Critiques

Moor Jewelry

True Opera

  • Don Giovanni Records
  • 2020
  • 26 minutes
7,5

Au mois de juin cette année, après un mois entier de manifs black lives matter, en pleine tempête de dénonciations en ligne sur les comportements douteux/agressifs/criminels de musiciens, humoristes, photographes et autres influenceurs, j’ai entendu un court album paru à la fin avril qui me semblait parfaitement exprimer l’agitation, l’indignation et la confusion ambiantes: True Opera par le duo Moor Jewelry

Il s’agit du deuxième enregistrement de ce projet issu de l’union de deux Philadelphiens: le réalisateur et musicien bruitiste Mental Jewelry, de son vrai nom Steven Montenegro, et la percutante poète, chanteuse, rappeuse et musicienne Moor Mother, de son vrai nom Camae Ayewa. Si assez peu est offert en ligne de la part de Mental Jewelry à part une poignée de collaborations (cette idée, aussi, de se donner comme pseudonyme le titre d’un album de Live!), on ne peut pas dire la même chose de Moor Mother. Extrêmement prolifique depuis 2015, elle a lancé plusieurs albums, des EP, des collaborations, un DJ mix et des prestations d’improvisation, une discographie qui dévoile une artiste d’une grande intensité, spontanée et outrée, qui crée comme si elle sentait la fin arriver d’une minute à l’autre. 

Quand le duo a collaboré pour la première fois en 2017 pour le minialbum Crime Waves, c’était un projet où les chants protestataires de Moor Mother étaient couchés sur les trames électroniques de Mental Jewelry, inspirées du free jazz et du noise. Si les racines sont encore à peu près les mêmes, il n’y a cette fois aucune trace des synthés et des pédales d’effet de l’effort précédent.
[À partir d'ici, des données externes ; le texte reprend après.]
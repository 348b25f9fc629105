//! Gateway errors

use reqwest::StatusCode;
use tftp::TftpError;
use thiserror::Error;

/// Everything that can go wrong between a read request and its last byte
#[derive(Debug, Error)]
pub enum GatewayError {
    /// Invalid startup configuration; fatal
    #[error("configuration error: {0}")]
    Configuration(String),

    /// The filename could not be turned into a URL under the base URL
    #[error("cannot build URL for '{filename}': {reason}")]
    Construction { filename: String, reason: String },

    #[error("origin has no such file")]
    NotFound,

    #[error("origin returned {status}")]
    Origin { status: StatusCode },

    #[error("origin unreachable: {0}")]
    Transport(#[source] Box<dyn std::error::Error + Send + Sync>),

    /// Failure while copying the origin body into the transfer
    #[error("transfer interrupted: {0}")]
    Stream(String),
}

impl GatewayError {
    pub(crate) fn construction(filename: &str, reason: impl Into<String>) -> Self {
        Self::Construction {
            filename: filename.to_string(),
            reason: reason.into(),
        }
    }
}

impl From<reqwest::Error> for GatewayError {
    fn from(err: reqwest::Error) -> Self {
        Self::Transport(Box::new(err))
    }
}

/// Only a missing file maps to the dedicated TFTP code; every other failure
/// is a generic error carrying the message.
impl From<GatewayError> for TftpError {
    fn from(err: GatewayError) -> Self {
        match err {
            GatewayError::NotFound => TftpError::file_not_found(),
            other => TftpError::undefined(other.to_string()),
        }
    }
}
Montenegro a cette fois enregistré des musiques purement noise-rock et punk hardcore, s’enregistrant lui-même à la batterie, à la basse et à la guitare, une sonorité qui colle aux origines communes des deux musiciens, qui se sont connus dans la scène punk et indie de leur ville il y a des années. 

Moor Mother ne nous avait pas habitués à un style aussi purement rock et punk, et il faut admettre que le style colle à merveille à son approche vocale et à ses textes engagés à fond contre l’injustice raciale. Elle affirme n’écrire aucun texte avant d’avoir entendu la musique et rédiger en réaction à ce qu’elle entend. La réaction provoquée ici est répétitive et anxieuse, elle bâtit une ambiance nerveuse au bord de la panique, frémissant constamment, jusqu’aux moments où la rythmique implose et où tout se dégonfle dans le chaos.  
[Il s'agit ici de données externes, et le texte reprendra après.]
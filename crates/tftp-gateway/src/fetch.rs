//! Origin fetching
//!
//! One HTTP GET per read request. The response is classified before any
//! byte reaches the TFTP client, so a missing file can still be reported as
//! "file not found".

use std::fmt;
use std::future::Future;
use std::net::SocketAddr;

use bytes::Bytes;
use futures::stream::BoxStream;
use futures::{StreamExt, TryStreamExt};
use reqwest::header::{HeaderMap, HeaderName, HeaderValue};
use reqwest::{Client, Response, StatusCode, Url};

use crate::config::GatewayConfig;
use crate::error::GatewayError;

pub const HEADER_TFTP_IP: &str = "x-tftp-ip";
pub const HEADER_TFTP_PORT: &str = "x-tftp-port";
pub const HEADER_TFTP_FILE: &str = "x-tftp-file";

const USER_AGENT: &str = concat!(env!("CARGO_PKG_NAME"), "/", env!("CARGO_PKG_VERSION"));

/// Body of a successful origin response
pub type OriginBody = BoxStream<'static, Result<Bytes, GatewayError>>;

/// A 200 response, ready to be streamed
pub struct OriginResponse {
    /// Announced body length, if the origin sent one
    pub size_hint: Option<u64>,
    pub body: OriginBody,
}

impl fmt::Debug for OriginResponse {
    fn fmt(&self, f: &mut fmt::Formatter<'_>) -> fmt::Result {
        f.debug_struct("OriginResponse")
            .field("size_hint", &self.size_hint)
            .finish_non_exhaustive()
    }
}

/// Informational headers describing the TFTP request behind a fetch
#[derive(Debug, Clone, PartialEq, Eq)]
pub struct ForwardHeaders {
    pub peer: SocketAddr,
    /// The filename exactly as the client sent it
    pub filename: String,
}

impl ForwardHeaders {
    pub fn new(peer: SocketAddr, filename: impl Into<String>) -> Self {
        Self {
            peer,
            filename: filename.into(),
        }
    }

    /// `X-TFTP-IP`, `X-TFTP-Port` and `X-TFTP-File`
    ///
    /// Fails only for filenames with control characters, which cannot be
    /// carried in a header value.
    pub fn to_header_map(&self) -> Result<HeaderMap, GatewayError> {
        let invalid = |what: &str| GatewayError::construction(&self.filename, format!("{what} is not a valid header value"));

        let ip = HeaderValue::from_str(&self.peer.ip().to_string()).map_err(|_| invalid("peer address"))?;
        let file = HeaderValue::from_bytes(self.filename.as_bytes()).map_err(|_| invalid("filename"))?;

        let mut headers = HeaderMap::with_capacity(3);
        headers.insert(HeaderName::from_static(HEADER_TFTP_IP), ip);
        headers.insert(HeaderName::from_static(HEADER_TFTP_PORT), HeaderValue::from(self.peer.port()));
        headers.insert(HeaderName::from_static(HEADER_TFTP_FILE), file);
        Ok(headers)
    }
}

/// Where file content comes from
///
/// Implementations are shared by all concurrent transfers.
pub trait Origin: Send + Sync + 'static {
    /// GET `url`, returning the body on 200 and a classified error otherwise
    fn fetch(
        &self,
        url: Url,
        headers: &ForwardHeaders,
    ) -> impl Future<Output = Result<OriginResponse, GatewayError>> + Send;
}

/// [`Origin`] backed by a pooled `reqwest` client
#[derive(Debug, Clone)]
pub struct HttpOrigin {
    client: Client,
}

impl HttpOrigin {
    pub fn new(client: Client) -> Self {
        Self { client }
    }

    /// Build the shared client for `config`
    pub fn from_config(config: &GatewayConfig) -> Result<Self, GatewayError> {
        let client = Client::builder()
            .user_agent(USER_AGENT)
            .connect_timeout(config.origin_timeout)
            .build()
            .map_err(|e| GatewayError::Configuration(format!("failed to build HTTP client: {e}")))?;

        Ok(Self::new(client))
    }
}

impl Origin for HttpOrigin {
    async fn fetch(&self, url: Url, headers: &ForwardHeaders) -> Result<OriginResponse, GatewayError> {
        let response = self.client.get(url).headers(headers.to_header_map()?).send().await?;
        classify(response)
    }
}

/// Map an origin response onto the gateway's outcomes
///
/// Anything but a 200 is dropped here, releasing its connection.
fn classify(response: Response) -> Result<OriginResponse, GatewayError> {
    match response.status() {
        StatusCode::OK => Ok(OriginResponse {
            size_hint: response.content_length(),
            body: response
                .bytes_stream()
                .map_err(|e| GatewayError::Stream(format!("origin body: {e}")))
                .boxed(),
        }),
        StatusCode::NOT_FOUND => {
            tracing::debug!("Origin {} returned 404", response.url());
            Err(GatewayError::NotFound)
        }
        status => Err(GatewayError::Origin { status }),
    }
}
Le résultat semblera à certains un brin monocorde, les mêmes idées se répétant un peu, et une réalisation un peu plus punchée aurait rehaussé le type de punk baveux présenté ici, mais ces légers défauts sont le revers d’une œuvre inspirée et crachée avec passion. Et compte tenu du fait que le format case dix chansons en 26 minutes, ça se termine bien avant qu’on ait eu le temps de se fatiguer. Pour les mélomanes plus ancrés dans le rock que dans les formes électroniques, ce projet est une excellente porte d’entrée vers le monde grouillant de Moor Mother, une des artistes les plus pertinentes des dernières années.